Today in Military History: May 29, 1453

Today's signature event is considered by many scholars and historians as the end of the Middle Ages. It is also regarded as the final, defining end of the Roman Empire.


Since its founding in 330 by Roman Emperor Constantine the Great, Constantinople was considered the "second Rome." After the decline and fall of the Western Roman Empire in the late fifth century, the Eastern Empire acquired the political, social, and religious mantle of its predecessor. In the early sixth century, the Byzantine Empire controlled large portions of land that were once part-and-parcel of the original Roman Empire. However, several wars with the Sassanid Persian Empire, the migrations of various barbarian tribes, and the rise of the followers of Islam all contributed to the East Roman Empire's contraction.

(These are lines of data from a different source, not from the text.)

//! Daemon configuration
//!
//! Read from TOML with a default for every field, then overridden from the
//! command line. `build_dispatcher` validates the result and wires the core.

use anyhow::{bail, Context, Result};
use serde::Deserialize;
use std::path::{Path, PathBuf};
use std::sync::Arc;
use std::time::Duration;

use crate::audit::{AuditFormat, AuditLog, AuditSink, FileSink};
use crate::broker::{Owner, PrivilegeBroker};
use crate::dispatch::Dispatcher;
use crate::executor::TransferExecutor;
use crate::lock_table::{Backpressure, LockTable};
use crate::protocol::timeouts::ADMIT_MS;
use crate::registry::{RegistryHandle, RESERVED_PREFIX};
use crate::tar_stream::{StreamLimits, TarConfig};

#[derive(Debug, Clone, Copy, PartialEq, Eq, Default, Deserialize, clap::ValueEnum)]
#[serde(rename_all = "lowercase")]
pub enum BackpressureMode {
    #[default]
    Reject,
    Queue,
}

#[derive(Debug, Clone, Deserialize)]
#[serde(default, deny_unknown_fields)]
pub struct ArkConfig {
    pub bind: String,
    pub archive_root: PathBuf,
    pub manifest: PathBuf,
    pub audit_log: PathBuf,
    pub audit_format: AuditFormat,
    pub tls_cert: PathBuf,
    pub tls_key: PathBuf,
    /// `sha256:<hex>=<identity>` lines. Without it every TLS client is
    /// identified by its bare fingerprint.
    pub authorized_clients: Option<PathBuf>,
    pub backpressure: BackpressureMode,
    pub queue_depth: usize,
    /// Queue mode only. Must stay below the client's admission wait
    /// (`ADMIT_MS`), or clients give up while still holding a queue slot.
    pub lock_wait_ms: u64,
    /// Longest gap between two payload chunks.
    pub idle_timeout_ms: u64,
    /// Bound on one whole push.
    pub transfer_timeout_ms: u64,
    pub owner_uid: Option<u32>,
    pub owner_gid: Option<u32>,
}

impl Default for ArkConfig {
    fn default() -> Self {
        Self {
            bind: "0.0.0.0:9031".to_string(),
            archive_root: PathBuf::from("/srv/ark"),
            manifest: PathBuf::from("/etc/ark/clients.toml"),
            audit_log: PathBuf::from("/var/log/ark/audit.log"),
            audit_format: AuditFormat::Kv,
            tls_cert: PathBuf::from("/etc/ark/server-cert.pem"),
            tls_key: PathBuf::from("/etc/ark/server-key.pem"),
            authorized_clients: None,
            backpressure: BackpressureMode::Reject,
            queue_depth: 4,
            lock_wait_ms: 5_000,
            idle_timeout_ms: 30_000,
            transfer_timeout_ms: 6 * 60 * 60 * 1000,
            owner_uid: None,
            owner_gid: None,
        }
    }
}

impl ArkConfig {
    pub fn from_toml_str(text: &str) -> Result<Self> {
        toml::from_str(text).context("parse config")
    }

    pub fn load(path: &Path) -> Result<Self> {
        let text = std::fs::read_to_string(path).with_context(|| format!("read config {}", path.display()))?;
        Self::from_toml_str(&text).with_context(|| format!("in {}", path.display()))
    }

    pub fn with_archive_root(mut self, root: impl Into<PathBuf>) -> Self {
        self.archive_root = root.into();
        self
    }

    pub fn with_manifest(mut self, manifest: impl Into<PathBuf>) -> Self {
        self.manifest = manifest.into();
        self
    }

    pub fn with_backpressure(mut self, mode: BackpressureMode, queue_depth: usize) -> Self {
        self.backpressure = mode;
        self.queue_depth = queue_depth;
        self
    }

    pub fn with_lock_wait(mut self, wait: Duration) -> Self {
        self.lock_wait_ms = wait.as_millis() as u64;
        self
    }

    pub fn with_idle_timeout(mut self, idle: Duration) -> Self {
        self.idle_timeout_ms = idle.as_millis() as u64;
        self
    }

    pub fn backpressure_policy(&self) -> Backpressure {
        match self.backpressure {
            BackpressureMode::Reject => Backpressure::Reject,
            BackpressureMode::Queue => Backpressure::Queue {
                depth: self.queue_depth,
            },
        }
    }

    pub fn stream_limits(&self) -> StreamLimits {
        StreamLimits {
            idle: Duration::from_millis(self.idle_timeout_ms),
            total: Duration::from_millis(self.transfer_timeout_ms),
        }
    }

    pub fn owner(&self) -> Result<Option<Owner>> {
        match (self.owner_uid, self.owner_gid) {
            (Some(uid), Some(gid)) => Ok(Some(Owner { uid, gid })),
            (None, None) => Ok(None),
            _ => bail!("owner_uid and owner_gid must be set together"),
        }
    }

    /// The archive root, canonicalized. Must be an existing directory.
    pub fn canonical_root(&self) -> Result<PathBuf> {
        let root = self
            .archive_root
            .canonicalize()
            .with_context(|| format!("archive root {}", self.archive_root.display()))?;
        if !root.is_dir() {
            bail!("archive root {} is not a directory", root.display());
        }
        Ok(root)
    }

    /// Per-destination lock files shared by every `arkd` process on this root.
    pub fn lock_dir(&self, canonical_root: &Path) -> PathBuf {
        canonical_root.join(format!("{}locks", RESERVED_PREFIX))
    }

    pub fn open_audit_sink(&self) -> Result<Arc<dyn AuditSink>> {
        let sink = FileSink::open(&self.audit_log, self.audit_format)
            .with_context(|| format!("open audit log {}", self.audit_log.display()))?;
        Ok(Arc::new(sink))
    }

    /// Validate the configuration, load the manifest, and wire registry,
    /// lock table, broker, executor and dispatcher together.
    pub fn build_dispatcher(&self, sink: Arc<dyn AuditSink>) -> Result<Arc<Dispatcher>> {
        if self.backpressure == BackpressureMode::Queue && self.queue_depth == 0 {
            bail!("queue backpressure needs queue_depth >= 1");
        }
        if self.backpressure == BackpressureMode::Queue && self.lock_wait_ms >= ADMIT_MS {
            bail!(
                "lock_wait_ms ({}) must be below the client admission wait of {} ms",
                self.lock_wait_ms,
                ADMIT_MS
            );
        }
        if self.idle_timeout_ms == 0 || self.transfer_timeout_ms == 0 {
            bail!("idle_timeout_ms and transfer_timeout_ms must be positive");
        }
        let root = self.canonical_root()?;
        let owner = self.owner()?;
        let registry = RegistryHandle::from_manifest(&self.manifest, &root)
            .with_context(|| format!("load manifest {}", self.manifest.display()))?;
        tracing::info!(
            root = %root.display(),
            clients = registry.snapshot().len(),
            backpressure = ?self.backpressure_policy(),
            "registry loaded"
        );

        let audit = AuditLog::new(sink);
        let locks = LockTable::new(self.backpressure_policy(), Duration::from_millis(self.lock_wait_ms))
            .with_lock_dir(self.lock_dir(&root));
        let broker = Arc::new(PrivilegeBroker::new(root.clone(), owner));
        let executor = Arc::new(TransferExecutor::new(root, locks, broker, audit.clone()));
        Ok(Arc::new(Dispatcher::new(Arc::new(registry), executor, audit)))
    }

    pub fn tar_config(&self) -> TarConfig {
        TarConfig::default()
    }
}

However, the capture of the city by western European forces in 1204 signaled the beginning of the end of the "Great City." [Readers interested in that episode are asked to read my Burn Pit posts from April of 2013, Byzantine Capital of Constantinople Captured by Crusaders, Sacked for Three Days and Part II – Siege and Fall of Constantinople.] By the mid-fifteenth century, the Byzantine Empire had shrunk to an area that encompassed the area immediately around the capital city, the southernmost portion of the Greek peninsula, and a few islands in the Aegean Sea (see the map below). The only real allies – military and economic – the Romans had were the Italian maritime cities of Genoa and Venice.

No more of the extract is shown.